The Sunday Times bestseller, with a new introduction by Nassim Nicholas Taleb

 

‘If great books encourage you to look at the world in an entirely new way, then Dominion is a very great book indeed’ Dominic Sandbrook, Sunday Times

 

‘Terrific: bold, ambitious and passionate’ Peter Frankopan

 

‘A masterpiece of scholarship and storytelling’ John Gray, New Statesman

 

‘Filled with vivid portraits, gruesome deaths and moral debates… Holland has all the talents of an accomplished novelist’ Terry Eagleton, Guardian

 

 

DOMINION

 

How was it that a cult inspired by the execution of an obscure criminal in a long-vanished empire came to exercise such a transformative and enduring influence on the world? To attempt an answer to this question, as I do in this book, is not to write a history of Christianity. Rather than provide a panoramic survey of its evolution, I have sought instead to trace the currents of Christian influence that have spread most widely, and been most enduring into the present day.
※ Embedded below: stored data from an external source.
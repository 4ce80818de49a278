//! Per-tick input snapshot
//!
//! The frontend samples the keyboard once per frame and hands the simulation
//! an immutable snapshot: which keys are held, plus which toggle keys were
//! pressed since the previous frame.

use serde::{Deserialize, Serialize};

/// Logical game keys
#[derive(Debug, Clone, Copy, PartialEq, Eq, Hash, Serialize, Deserialize)]
pub enum Key {
    Up,
    Down,
    Left,
    Right,
    /// Normal shot (auto-fire while held)
    Fire,
    /// Charge shot (charges while held, fires on release)
    Charge,
    /// Cycle the centre force FRONT -> BACK -> DETACHED
    ForceToggle,
    /// Switch NORMAL / 3-WAY while the 3-way effect is live
    WeaponToggle,
    Mute,
    Restart,
    Quit,
}

/// Held keys and discrete presses for a single tick
#[derive(Debug, Clone, Default, PartialEq, Eq, Serialize, Deserialize)]
pub struct InputSnapshot {
    pub up: bool,
    pub down: bool,
    pub left: bool,
    pub right: bool,
    pub fire: bool,
    pub charge: bool,
    /// One-shot presses (cleared by the frontend after each tick)
    pub force_toggle: bool,
    pub weapon_toggle: bool,
    pub mute: bool,
    pub restart: bool,
    pub quit: bool,
}

impl InputSnapshot {
    /// Is a continuous key currently held?
    pub fn is_held(&self, key: Key) -> bool {
        match key {
            Key::Up => self.up,
            Key::Down => self.down,
            Key::Left => self.left,
            Key::Right => self.right,
            Key::Fire => self.fire,
            Key::Charge => self.charge,
            _ => false,
        }
    }

    /// Was a toggle key pressed this tick?
    pub fn was_pressed(&self, key: Key) -> bool {
        match key {
            Key::ForceToggle => self.force_toggle,
            Key::WeaponToggle => self.weapon_toggle,
            Key::Mute => self.mute,
            Key::Restart => self.restart,
            Key::Quit => self.quit,
            _ => false,
        }
    }

    /// Record a key going down. Movement/action keys become held,
    /// toggle keys register a press.
    pub fn set_key(&mut self, key: Key, down: bool) {
        match key {
            Key::Up => self.up = down,
            Key::Down => self.down = down,
            Key::Left => self.left = down,
            Key::Right => self.right = down,
            Key::Fire => self.fire = down,
            Key::Charge => self.charge = down,
            Key::ForceToggle => self.force_toggle |= down,
            Key::WeaponToggle => self.weapon_toggle |= down,
            Key::Mute => self.mute |= down,
            Key::Restart => self.restart |= down,
            Key::Quit => self.quit |= down,
        }
    }

    /// Builder-style helper: hold `key`
    pub fn with(mut self, key: Key) -> Self {
        self.set_key(key, true);
        self
    }

    /// Clear one-shot presses after they have been consumed
    pub fn clear_presses(&mut self) {
        self.force_toggle = false;
        self.weapon_toggle = false;
        self.mute = false;
        self.restart = false;
        self.quit = false;
    }
}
That is why – although I have written extensively about the Eastern and Orthodox Churches elsewhere, and find them themes of immense wonder and fascination – I have chosen not to trace their development beyond antiquity. My ambition is hubristic enough as it is: to explore how we in the West came to be what we are, and to think the way that we do. The moral and imaginative upheaval that saw Jesus enshrined as a god by the same imperial order that had tortured him to death did not bring to an end the capacity of Christianity for inspiring profound transformations in societies. Quite the opposite. Already, by the time that Anselm died in 1109, Latin Christendom had been set upon a course so distinctive that what today we term ‘the West’ is less its heir than its continuation. Certainly, to dream of a world transformed by a reformation, or an enlightenment, or a revolution is nothing exclusively modern. Rather, it is to dream as medieval visionaries dreamed: to dream in the manner of a Christian.

Today, at a time of seismic geopolitical realignment, when our values are proving to be not nearly as universal as some of us had assumed them to be, the need to recognise just how culturally contingent they are is more pressing than ever. To live in a Western country is to live in a society still utterly saturated by Christian concepts and assumptions. This is no less true for Jews or Muslims than it is for Catholics or Protestants. Two thousand years on from the birth of Christ, it does not require a belief that he rose from the dead to be stamped by the formidable – indeed the inescapable – influence of Christianity. Whether it be the conviction that the workings of conscience are the surest determinants of good law, or that Church and state exist as distinct entities, or that polygamy is unacceptable, its trace elements are to be found everywhere in the West. Even to write about it in a Western language is to use words shot through with Christian connotations. ‘Religion’, ‘secular’, ‘atheist’: none of these are neutral. All, though they derive from the classical past, come freighted with the legacy of Christendom. Fail to appreciate this, and the risk is always of anachronism. The West, increasingly empty though the pews may be, remains firmly moored to its Christian past.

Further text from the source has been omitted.